申し訳ないと思いながら、アイルは素直に休憩させてもらうことにする。
船の乗組員たちは、集まって談笑しながら休んでいた。
彼らの輪に入るべきか悩んでいたアイルは、その時、まだ休まずに荷物を運んでいる作業員がいることに気づいた。
「ちっ」
荷物を背負った作業員の大男が、アイルを見て舌打ちする。
「日雇いのガキが、足引っ張ってんじゃねぇよ」
男の発言は、アイルの胸に深々と突き刺さった。
見るからにショックを受けているアイルを見て、船長は複雑な面持ちをする。
「悪く思わないでやってくれ、あいつも必死でな」
「……何か事情があるんですか?」
「妹の病気を治すために、高い治療費が必要なんだと。だから今も休まず働いて稼ごうとしている。……だが今回は荷物が多すぎて、あいつにばかり任せていたら出航が遅れちまうからな。それで日雇いを募集したんだ」
日雇いを募集するのも金がかかる。
あの作業員の男は、つまりこう言いたいのだろう。――俺が二人分の仕事をするからお前は帰れと。

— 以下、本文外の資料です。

impl Decoder {
    pub fn protocol_version(&self) -> u8 {
        self.protocol_version
    }

    pub fn profile_version(&self) -> u16 {
        self.profile_version
    }

    /// The application id declared by the `developer_data_id` message for
    /// `developer_data_index`, if one has been seen yet in the current
    /// segment (spec §6 "Developer data").
    pub fn developer_application_id(&self, developer_data_index: u8) -> Option<&[u8]> {
        self.dev_applications.get(&developer_data_index).map(Vec::as_slice)
    }

    /// Lazy pull-based iterator over decoded messages. Consumes the
    /// decoder; the iterator owns the reader.
    pub fn messages(self) -> Messages {
        Messages { decoder: self }
    }

    /// Eagerly decodes every remaining message.
    pub fn read_all(self) -> Result<Vec<Message>> {
        self.messages().collect()
    }

    /// Reads one segment's file header and transitions into *expect-record*.
    /// A no-op (sets `done`) once the buffer is exhausted.
    fn begin_segment(&mut self) -> Result<()> {
        if self.reader.remaining() == 0 {
            self.done = true;
            return Ok(());
        }
        self.reader.reset_crc();
        let header_size = self.reader.peek_u8().ok_or(Error::TruncatedInput { expected: 1, available: 0 })?;
        if header_size != 12 && header_size != 14 {
            return Err(Error::BadHeaderSize(header_size));
        }
        let header_start = self.reader.position();
        let header_bytes = self.reader.read(header_size as usize)?;
        let header = FitHeader::parse(&header_bytes)?;

        if header_start == 0 {
            self.protocol_version = header.protocol_version;
            self.profile_version = header.profile_version;
        }

        self.segment_end = self.reader.position() + header.data_size as usize;
        debug!(
            "segment at {}: protocol {:#04x}, profile {:#06x}, data_size {}",
            header_start, header.protocol_version, header.profile_version, header.data_size
        );
        Ok(())
    }

    /// Consumes the trailing 2-byte CRC for the current segment, verifies it
    /// (unless disabled), and transitions to the next segment or `done`.
    fn end_segment(&mut self) -> Result<()> {
        let segment_offset = self.segment_end as u64;
        let computed = self.reader.crc();
        let trailer = self.reader.read(2)?;
        let expected = u16::from_le_bytes([trailer[0], trailer[1]]);
        if self.options.verify_crc && expected != computed {
            return Err(Error::CrcMismatch { expected, computed, segment_offset });
        }
        for slot in self.local_defs.iter_mut() {
            *slot = None;
        }
        self.dev_descriptors.clear();
        self.dev_applications.clear();
        self.timestamp_reference = None;
        self.begin_segment()
    }

    /// Decodes the next record, looping past definition records (which
    /// update local state but emit nothing) until a data record produces a
    /// `Message`, a segment boundary is crossed, or the input is exhausted.
    fn next_message(&mut self) -> Option<Result<Message>> {
        loop {
            if self.done {
                return None;
            }
            if self.reader.position() >= self.segment_end {
                if let Err(e) = self.end_segment() {
                    self.done = true;
                    return Some(Err(e));
                }
                continue;
            }

            let header = match self.reader.read_u8() {
                Ok(b) => b,
                Err(e) => {
                    self.done = true;
                    return Some(Err(e));
                }
            };

            if header & 0x80 != 0 {
                // Compressed-timestamp data header.
                let local_tag = (header >> 5) & 0x03;
                let offset = header & 0x1F;
                self.advance_timestamp(offset);
                match self.decode_data_record(local_tag, true) {
                    Ok(Some(message)) => return Some(Ok(message)),
                    Ok(None) => continue,
                    Err(e) => {
                        self.done = true;
                        return Some(Err(e));
                    }
                }
            }

            let is_definition = header & 0x40 != 0;
            let has_dev_fields = header & 0x20 != 0;
            let local_tag = header & 0x0F;

            if is_definition {
                if let Err(e) = self.decode_definition_record(local_tag, has_dev_fields) {
                    self.done = true;
                    return Some(Err(e));
                }
                continue;
            }

            match self.decode_data_record(local_tag, false) {
                Ok(Some(message)) => return Some(Ok(message)),
                Ok(None) => continue,
                Err(e) => {
                    self.done = true;
                    return Some(Err(e));
                }
            }
        }
    }

    /// Reconstructs a compressed-timestamp offset against the rolling
    /// reference.
    fn advance_timestamp(&mut self, offset: u8) {
        let reference = self.timestamp_reference.unwrap_or(0);
        let new = if (offset as u32) >= (reference & 0x1F) {
            (reference & !0x1F) | offset as u32
        } else {
            (reference & !0x1F).wrapping_add(0x20) | offset as u32
        };
        self.timestamp_reference = Some(new);
    }

    fn decode_definition_record(&mut self, local_tag: u8, has_dev_fields: bool) -> Result<()> {
        let _reserved = self.reader.read_u8()?;
        let architecture = self.reader.read_u8()?;
        let big_endian = architecture != 0;
        let global_bytes = self.reader.read(2)?;
        let global_message_number = if big_endian {
            u16::from_be_bytes([global_bytes[0], global_bytes[1]])
        } else {
            u16::from_le_bytes([global_bytes[0], global_bytes[1]])
        };

        let n_fields = self.reader.read_u8()?;
        let mut fields = Vec::with_capacity(n_fields as usize);
        let mut record_len = 0usize;
        for _ in 0..n_fields {
            let triple = self.reader.read(3)?;
            let field_definition_number = triple[0];
            let size = triple[1];
            let base_type = basetype::lookup(triple[2]);
            basetype::check_definition_field(field_definition_number, size, base_type.size)?;
            record_len += size as usize;
            fields.push(FieldSlot { field_definition_number, size, base_type });
        }

        let mut dev_fields = Vec::new();
        if has_dev_fields {
            let n_dev_fields = self.reader.read_u8()?;
            for _ in 0..n_dev_fields {
                let triple = self.reader.read(3)?;
                record_len += triple[1] as usize;
                dev_fields.push(DevFieldSlot {
                    field_definition_number: triple[0],
                    size: triple[1],
                    developer_data_index: triple[2],
                });
            }
        }

        trace!(
            "definition: local_tag={} global={} fields={} dev_fields={} record_len={}",
            local_tag, global_message_number, fields.len(), dev_fields.len(), record_len
        );

        self.local_defs[local_tag as usize] =
            Some(LocalDefinition { global_message_number, big_endian, fields, dev_fields, record_len });
        Ok(())
    }

    /// Decodes one data record against the stored local definition, expands
    /// its fields, and — for `field_description`/`developer_data_id`
    /// messages — updates the developer-field index. Returns `Ok(None)`
    /// only if there is nothing meaningful to emit, which
    /// in practice never happens (every data record yields a message); kept
    /// as `Option` to mirror `next_message`'s control flow.
    fn decode_data_record(&mut self, local_tag: u8, compressed_timestamp: bool) -> Result<Option<Message>> {
        let definition = self.local_defs[local_tag as usize]
            .clone()
            .ok_or(Error::UnknownLocalTag(local_tag))?;

        let record = self.reader.read(definition.record_len)?;
        let mut offset = 0usize;

        let mut raw_fields: Vec<(u8, BaseValue)> = Vec::with_capacity(definition.fields.len());
        let mut siblings: HashMap<u8, i64> = HashMap::new();

        for slot in &definition.fields {
            let size = slot.size as usize;
            let slice = &record[offset..offset + size];
            offset += size;

            let value = decode_field_bytes(slice, &slot.base_type, definition.big_endian)?;
            if let Some(v) = value.as_i64() {
                siblings.insert(slot.field_definition_number, v);
            }
            raw_fields.push((slot.field_definition_number, value));
        }

        let mut dev_raw: Vec<(u8, u8, BaseValue)> = Vec::with_capacity(definition.dev_fields.len());
        for slot in &definition.dev_fields {
            let size = slot.size as usize;
            let slice = &record[offset..offset + size];
            offset += size;

            let descriptor = self.dev_descriptors.get(&(slot.developer_data_index, slot.field_definition_number));
            let value = match descriptor {
                Some(d) => decode_field_bytes(slice, &d.base_type, definition.big_endian)?,
                None => {
                    warn!(
                        "developer field {} (index {}) referenced before its descriptor arrived",
                        slot.field_definition_number, slot.developer_data_index
                    );
                    BaseValue::Raw(slice.to_vec())
                }
            };
            dev_raw.push((slot.developer_data_index, slot.field_definition_number, value));
        }

        if definition.global_message_number == profile::messages::FIELD_DESCRIPTION_MESSAGE_NUMBER {
            if let Some((key, descriptor)) = build_field_description(&raw_fields) {
                self.dev_descriptors.insert(key, descriptor);
            }
        }

        if definition.global_message_number == profile::messages::DEVELOPER_DATA_ID_MESSAGE_NUMBER {
            if let Some((index, application_id)) = build_developer_data_id(&raw_fields) {
                self.dev_applications.insert(index, application_id);
            }
        }

        let message_name = profile::message_name(definition.global_message_number);
        let has_native_timestamp = raw_fields.iter().any(|(n, _)| *n == TIMESTAMP_FIELD_NUMBER);

        let mut fields = Vec::new();
        for (field_definition_number, raw) in raw_fields {
            let expanded = self.expander.expand(
                definition.global_message_number,
                &message_name,
                field_definition_number,
                raw,
                &siblings,
                self.options.processor.as_ref(),
            )?;
            fields.extend(expanded);
        }

        for (dev_index, field_definition_number, raw) in dev_raw {
            let descriptor = self.dev_descriptors.get(&(dev_index, field_definition_number));
            let (name, units, scale, offset) = match descriptor {
                Some(d) => (d.name.clone(), d.units.clone(), d.scale, d.offset),
                None => (format!("developer_field_{}", field_definition_number), None, None, None),
            };
            let value = match (scale, offset) {
                (Some(scale), Some(offset)) => raw.as_f64().map(|v| FieldValue::Scaled(v / scale - offset)).unwrap_or(FieldValue::Base(raw)),
                _ => FieldValue::Base(raw),
            };
            let value = self.options.processor.process_field(&message_name, &name, value)?;
            fields.push(Field { definition_number: field_definition_number, name, units, value, is_developer_field: true });
        }

        if compressed_timestamp && !has_native_timestamp {
            if let Some(reference) = self.timestamp_reference {
                let value = self.options.processor.process_type("date_time", FieldValue::Base(BaseValue::Uint32(vec![reference])))?;
                let value = self.options.processor.process_field(&message_name, "timestamp", value)?;
                fields.push(Field { definition_number: TIMESTAMP_FIELD_NUMBER, name: "timestamp".to_string(), units: None, value, is_developer_field: false });
            }
        } else if let Some(ts) = fields.iter().find(|f| f.definition_number == TIMESTAMP_FIELD_NUMBER) {
            if let Some(seconds) = timestamp_seconds(&ts.value) {
                self.timestamp_reference = Some(seconds);
            }
        }

        let mut message = Message { global_message_number: definition.global_message_number, name: message_name, fields };
        self.options.processor.process_message(&mut message)?;
        let name = message.name.clone();
        self.options.processor.process_message_named(&name, &mut message)?;
        Ok(Some(message))
    }
}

「僕は、あの人の仕事を奪ってしまったということですね」
「お前を雇ったのは俺なんだから、奪ったのは俺さ。あいつもそのくらい分かっているが、上司の俺には逆らえねぇから仕方なくお前に八つ当たりしてるんだ。本当のガキはあいつの方さ」
船長は溜息を吐いた。
だがその表情に怒りや呆れは見えない。船長の瞳の奥には、目を背けたくなるような諦念が宿っていた。
「船長さんは……」
「ん?」
湿った潮風が吹き抜ける。
「船長さんは、あの人を助けたいですか?」
妙な質問だな。……船長はそう思った。
だが笑い飛ばせない何かがあった。アイルの顔は極めて真剣で、冗談を語る空気ではない。
この問いには、真面目に答えなければならない。
何故か船長はそう感じた。
「……そりゃあな、仕事で毎日顔を突き合わせている仲だ。情も湧く」
船長は静かに語り出す。
「だがな、俺たちは馬鹿で、粗暴で、大人になるまでテキトーに生きちまったからよ。そのツケで、こんな疲れる上に実入りが悪い仕事をしてんのさ。俺もあいつも同じ穴の狢ってやつだ。助けてぇけど、俺にだって余裕はねぇ」
そう言って、船長は船の方へ歩き出した。
「お前さん、次からはもっと治安のいい仕事を選びな。見たところ世間知らずだから、そのうち悪い大人に騙されるぜ」
アイルは、船長の背中を黙って見つめた。